3. The Holy Spirit Will Not Be Resisted

4. Why Preach to Every Creature?

One of the most popular beliefs of the day is that God loves everybody, and the very fact that it is so popular with all classes ought to be enough to arouse the suspicions of those who are subject to the Word of Truth. God's love toward all His creatures is the fundamental and favorite tenet of Universalists, Unitarians, and Theosophists, Christian Scientists, Spiritualists, Russellites, etc. No matter how a man may live in open defiance of Heaven, with no concern whatever for his soul's eternal interests, still less for God's glory, dying perhaps with an oath on his lips—notwithstanding, God loves him, we are told. So widely has this dogma been proclaimed, and so comforting is it to the heart which is at enmity with God—we have little hope of convincing many of their error. That God loves everybody is, we may say, quite a modern belief. The writings of the church fathers, the Reformers, or the Puritans will (we believe) be searched in vain for any such concept. Perhaps the late D. L. Moody—captivated by Drummond's The Greatest Thing in the World—did more than anyone else in the last century to popularize this concept. It has been customary to say God loves the sinner though He hates his sin. But that is a meaningless distinction. What is there in a sinner but sin? Is it not true that his "whole head is sick" and his "whole heart faint," and that "from the sole of the foot even unto the head there is no soundness" in him? (Isa 1:5-6). Is it true that God loves the one who is despising and rejecting His blessed Son? God is Light as well as Love, and therefore His love must be a holy love.

To tell the Christ-rejecter that God loves him is to cauterize his conscience, as well as to afford him a sense of security in his sins. The fact is, the love of God is a truth for the saints only, and to present it to the enemies of God is to take the children's bread and cast it to the dogs (Mat 15:26). With the exception of John 3:16, not once in the four Gospels do we read of the Lord Jesus, the perfect teacher, telling sinners that God loves them! In the book of Acts, which records the evangelistic labors and messages of the apostles, God's love is never referred to at all! But when we come to the Epistles, which are addressed to the saints, we have a full presentation of this precious truth: God's love for His own. Let us seek to rightly divide the Word of God and then we shall not be found taking truths which are addressed to believers and misapplying them to unbelievers. That which sinners need to have brought before them is the ineffable holiness, the exacting righteousness, the inflexible justice, and the terrible wrath of God.

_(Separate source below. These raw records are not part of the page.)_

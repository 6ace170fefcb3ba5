//! # Storefront Core
//!
//! Core traits and types for the storefront lifecycle.
//!
//! Every piece of storefront behaviour (cart, notifications, checkout,
//! payment, order history) is written as a reducer over owned state. The
//! runtime crate owns the state and executes the effects reducers describe.
//!
//! ## Core Concepts
//!
//! - **State**: Domain state for a feature
//! - **Action**: All possible inputs to a reducer (user intents and facts)
//! - **Reducer**: Pure function `(State, Action, Environment) → (State, Effects)`
//! - **Effect**: Side effect descriptions (not execution), including cancellable timers
//! - **Environment**: Injected dependencies via traits (`Clock`, `IdGenerator`)
//!
//! ## Example
//!
//! ```
//! use storefront_core::{effect::Effect, reducer::Reducer, smallvec, SmallVec};
//!
//! #[derive(Clone, Debug, Default)]
//! struct BadgeState {
//!     items: u32,
//! }
//!
//! #[derive(Clone, Debug)]
//! enum BadgeAction {
//!     Added,
//! }
//!
//! struct BadgeReducer;
//!
//! impl Reducer for BadgeReducer {
//!     type State = BadgeState;
//!     type Action = BadgeAction;
//!     type Environment = ();
//!
//!     fn reduce(
//!         &self,
//!         state: &mut BadgeState,
//!         action: BadgeAction,
//!         _env: &(),
//!     ) -> SmallVec<[Effect<BadgeAction>; 4]> {
//!         match action {
//!             BadgeAction::Added => state.items += 1,
//!         }
//!         smallvec![Effect::None]
//!     }
//! }
//!
//! let mut state = BadgeState::default();
//! let _ = BadgeReducer.reduce(&mut state, BadgeAction::Added, &());
//! assert_eq!(state.items, 1);
//! ```

// Re-export commonly used types
pub use chrono::{DateTime, Utc};
pub use smallvec::{smallvec, SmallVec};

/// Reducer composition utilities
pub mod composition;

/// Declarative macros for effect construction
pub mod effect_macros;

/// Reducer module - The core trait for business logic
///
/// Reducers are pure functions: `(State, Action, Environment) → (State, Effects)`
///
/// They contain all business logic and are deterministic and testable.
pub mod reducer {
    use super::effect::Effect;
    use smallvec::SmallVec;

    /// The Reducer trait - core abstraction for business logic
    ///
    /// # Type Parameters
    ///
    /// - `State`: The domain state this reducer operates on
    /// - `Action`: The action type this reducer processes
    /// - `Environment`: The injected dependencies this reducer needs
    ///
    /// Reducers never fail. Inputs that make no sense for the current state
    /// are absorbed and the reducer returns `Effect::None`.
    pub trait Reducer {
        /// The state type this reducer operates on
        type State;

        /// The action type this reducer processes
        type Action;

        /// The environment type with injected dependencies
        type Environment;

        /// Reduce an action into state changes and effects
        ///
        /// This is a pure function that:
        /// 1. Validates the action
        /// 2. Updates state in place
        /// 3. Returns effect descriptions to be executed
        fn reduce(
            &self,
            state: &mut Self::State,
            action: Self::Action,
            env: &Self::Environment,
        ) -> SmallVec<[Effect<Self::Action>; 4]>;
    }
}

/// Effect module - Side effect descriptions
///
/// Effects describe side effects to be performed by the runtime.
/// They are values (not execution) and are composable and cancellable.
pub mod effect {
    use std::fmt;
    use std::future::Future;
    use std::pin::Pin;
    use std::time::Duration;

    /// Names a cancellation slot.
    ///
    /// At most one effect runs per id. Starting a new
    /// [`Effect::Cancellable`] with a live id aborts the running one first.
    #[derive(Clone, Copy, Debug, PartialEq, Eq, Hash, PartialOrd, Ord)]
    pub struct EffectId(&'static str);

    impl EffectId {
        /// Creates a new effect id
        #[must_use]
        pub const fn new(name: &'static str) -> Self {
            Self(name)
        }

        /// Returns the slot name
        #[must_use]
        pub const fn as_str(&self) -> &'static str {
            self.0
        }
    }

    impl fmt::Display for EffectId {
        fn fmt(&self, f: &mut fmt::Formatter<'_>) -> fmt::Result {
            f.write_str(self.0)
        }
    }

    /// Effect type - describes a side effect to be executed
    ///
    /// Effects are NOT executed immediately. They are descriptions of what should happen,
    /// returned from reducers and executed by the Store runtime.
    pub enum Effect<Action> {
        /// No-op effect
        None,

        /// Run effects in parallel
        Parallel(Vec<Effect<Action>>),

        /// Run effects sequentially
        Sequential(Vec<Effect<Action>>),

        /// Delayed action (for expiries and presentation delays)
        Delay {
            /// How long to wait
            duration: Duration,
            /// Action to dispatch after delay
            action: Box<Action>,
        },

        /// Arbitrary async computation
        ///
        /// Returns `Option<Action>` - if Some, the action is fed back into the reducer
        Future(Pin<Box<dyn Future<Output = Option<Action>> + Send>>),

        /// Run `effect` in the cancellation slot `id`, superseding whatever
        /// currently runs there
        Cancellable {
            /// Slot the effect occupies while running
            id: EffectId,
            /// The effect to run
            effect: Box<Effect<Action>>,
        },

        /// Abort the effect running in the given slot, if any
        Cancel(EffectId),
    }

    // Manual Debug implementation since Future doesn't implement Debug
    impl<Action> fmt::Debug for Effect<Action>
    where
        Action: fmt::Debug,
    {
        fn fmt(&self, f: &mut fmt::Formatter<'_>) -> fmt::Result {
            match self {
                Effect::None => write!(f, "Effect::None"),
                Effect::Parallel(effects) => {
                    f.debug_tuple("Effect::Parallel").field(effects).finish()
                },
                Effect::Sequential(effects) => {
                    f.debug_tuple("Effect::Sequential").field(effects).finish()
                },
                Effect::Delay { duration, action } => f
                    .debug_struct("Effect::Delay")
                    .field("duration", duration)
                    .field("action", action)
                    .finish(),
                Effect::Future(_) => write!(f, "Effect::Future(<future>)"),
                Effect::Cancellable { id, effect } => f
                    .debug_struct("Effect::Cancellable")
                    .field("id", id)
                    .field("effect", effect)
                    .finish(),
                Effect::Cancel(id) => f.debug_tuple("Effect::Cancel").field(id).finish(),
            }
        }
    }

    impl<Action> Effect<Action> {
        /// Combine effects to run in parallel
        #[must_use]
        pub const fn merge(effects: Vec<Effect<Action>>) -> Effect<Action> {
            Effect::Parallel(effects)
        }

        /// Chain effects to run sequentially
        #[must_use]
        pub const fn chain(effects: Vec<Effect<Action>>) -> Effect<Action> {
            Effect::Sequential(effects)
        }

        /// Place this effect in a cancellation slot
        #[must_use]
        pub fn cancellable(self, id: EffectId) -> Effect<Action> {
            Effect::Cancellable {
                id,
                effect: Box::new(self),
            }
        }

        /// Returns true for `Effect::None`
        #[must_use]
        pub const fn is_none(&self) -> bool {
            matches!(self, Effect::None)
        }

        /// Transform the actions this effect produces.
        ///
        /// Used to lift a child reducer's effects into its parent's action type.
        #[must_use]
        pub fn map<B, F>(self, f: F) -> Effect<B>
        where
            F: Fn(Action) -> B + Clone + Send + Sync + 'static,
            Action: Send + 'static,
            B: Send + 'static,
        {
            match self {
                Effect::None => Effect::None,
                Effect::Parallel(effects) => {
                    Effect::Parallel(effects.into_iter().map(|e| e.map(f.clone())).collect())
                },
                Effect::Sequential(effects) => {
                    Effect::Sequential(effects.into_iter().map(|e| e.map(f.clone())).collect())
                },
                Effect::Delay { duration, action } => Effect::Delay {
                    duration,
                    action: Box::new(f(*action)),
                },
                Effect::Future(fut) => Effect::Future(Box::pin(async move { fut.await.map(f) })),
                Effect::Cancellable { id, effect } => Effect::Cancellable {
                    id,
                    effect: Box::new(effect.map(f)),
                },
                Effect::Cancel(id) => Effect::Cancel(id),
            }
        }
    }
}

/// Environment module - Dependency injection traits
///
/// All sources of non-determinism (wall clock, random identifiers) are
/// abstracted behind traits and injected via the Environment parameter.
pub mod environment {
    use chrono::{DateTime, Utc};
    use rand::Rng;

    /// Clock trait - abstracts time operations for testability
    pub trait Clock: Send + Sync {
        /// Get the current time
        fn now(&self) -> DateTime<Utc>;
    }

    /// Production clock backed by the system time
    #[derive(Debug, Clone, Copy, Default)]
    pub struct SystemClock;

    impl Clock for SystemClock {
        fn now(&self) -> DateTime<Utc> {
            Utc::now()
        }
    }

    /// Source of opaque identifiers
    pub trait IdGenerator: Send + Sync {
        /// Produce the next identifier
        fn next_id(&self) -> String;
    }

    const BASE36: &[u8] = b"0123456789ABCDEFGHIJKLMNOPQRSTUVWXYZ";

    /// Random uppercase base-36 codes (e.g. `K3J9QZ0AB`)
    ///
    /// Not predictable across calls; uniqueness within a session is
    /// checked by the caller.
    #[derive(Debug, Clone, Copy)]
    pub struct RandomIdGenerator {
        length: usize,
    }

    impl RandomIdGenerator {
        /// Default code length
        pub const DEFAULT_LENGTH: usize = 9;

        /// Create a generator emitting codes of `length` characters (at least 1)
        #[must_use]
        pub fn new(length: usize) -> Self {
            Self {
                length: length.max(1),
            }
        }

        /// Length of generated codes
        #[must_use]
        pub const fn length(&self) -> usize {
            self.length
        }
    }

    impl Default for RandomIdGenerator {
        fn default() -> Self {
            Self::new(Self::DEFAULT_LENGTH)
        }
    }

    impl IdGenerator for RandomIdGenerator {
        fn next_id(&self) -> String {
            let mut rng = rand::thread_rng();
            (0..self.length)
                .map(|_| char::from(BASE36[rng.gen_range(0..BASE36.len())]))
                .collect()
        }
    }
}

#[cfg(test)]
mod tests {
    use super::effect::{Effect, EffectId};
    use super::environment::{IdGenerator, RandomIdGenerator};
    use std::time::Duration;

    #[derive(Clone, Debug, PartialEq)]
    enum Child {
        Tick,
    }

    #[derive(Clone, Debug, PartialEq)]
    enum Parent {
        Child(Child),
    }

    const SLOT: EffectId = EffectId::new("slot");

    #[test]
    fn test_random_ids_have_requested_shape() {
        let generator = RandomIdGenerator::new(12);
        let id = generator.next_id();
        assert_eq!(id.len(), 12);
        assert!(id.chars().all(|c| c.is_ascii_digit() || c.is_ascii_uppercase()));
    }

    #[test]
    fn test_random_ids_are_not_repeated() {
        let generator = RandomIdGenerator::default();
        let first = generator.next_id();
        let second = generator.next_id();
        assert_ne!(first, second);
    }

    #[test]
    fn test_zero_length_is_clamped() {
        assert_eq!(RandomIdGenerator::new(0).length(), 1);
    }

    #[test]
    fn test_map_delay_inside_cancellable() {
        let effect = Effect::Delay {
            duration: Duration::from_secs(3),
            action: Box::new(Child::Tick),
        }
        .cancellable(SLOT);

        match effect.map(Parent::Child) {
            Effect::Cancellable { id, effect } => {
                assert_eq!(id, SLOT);
                assert!(matches!(
                    *effect,
                    Effect::Delay { ref action, .. } if **action == Parent::Child(Child::Tick)
                ));
            },
            other => unreachable!("unexpected effect {other:?}"),
        }
    }

    #[test]
    fn test_map_future() {
        let effect: Effect<Child> = Effect::Future(Box::pin(async { Some(Child::Tick) }));
        let Effect::Future(fut) = effect.map(Parent::Child) else {
            unreachable!("map keeps the variant");
        };
        assert_eq!(
            futures::executor::block_on(fut),
            Some(Parent::Child(Child::Tick))
        );
    }

    #[test]
    fn test_map_preserves_cancel() {
        let effect: Effect<Child> = Effect::Cancel(SLOT);
        assert!(matches!(effect.map(Parent::Child), Effect::Cancel(id) if id == SLOT));
    }
}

Risking the danger of being misunderstood, let us say—and we wish we could say it to every evangelist and preacher in the country—there is far too much presenting of Christ to sinners today (by those sound in faith), and far too little showing sinners their need of Christ, that is, their absolutely ruined and lost condition, their imminent and awful danger of suffering the wrath to come, the fearful guilt resting upon them in the sight of God. To present Christ to those who have never been shown their need of Him, seems to us to be guilty of casting pearls before swine (Mat 7:6). If it be true that God loves every member of the human family, then why did our Lord tell His disciples, "He who has my commandments, and keeps them, he it is that loves me: and he who loves me shall be loved of my Father...If a man love me, he will keep my words: and my Father will love him" (John 14:21, 23)? Why say, "He that loves me shall be loved of my Father," if the Father loves everybody? The same limitation is found in Proverbs 8:17: "I love them that love me."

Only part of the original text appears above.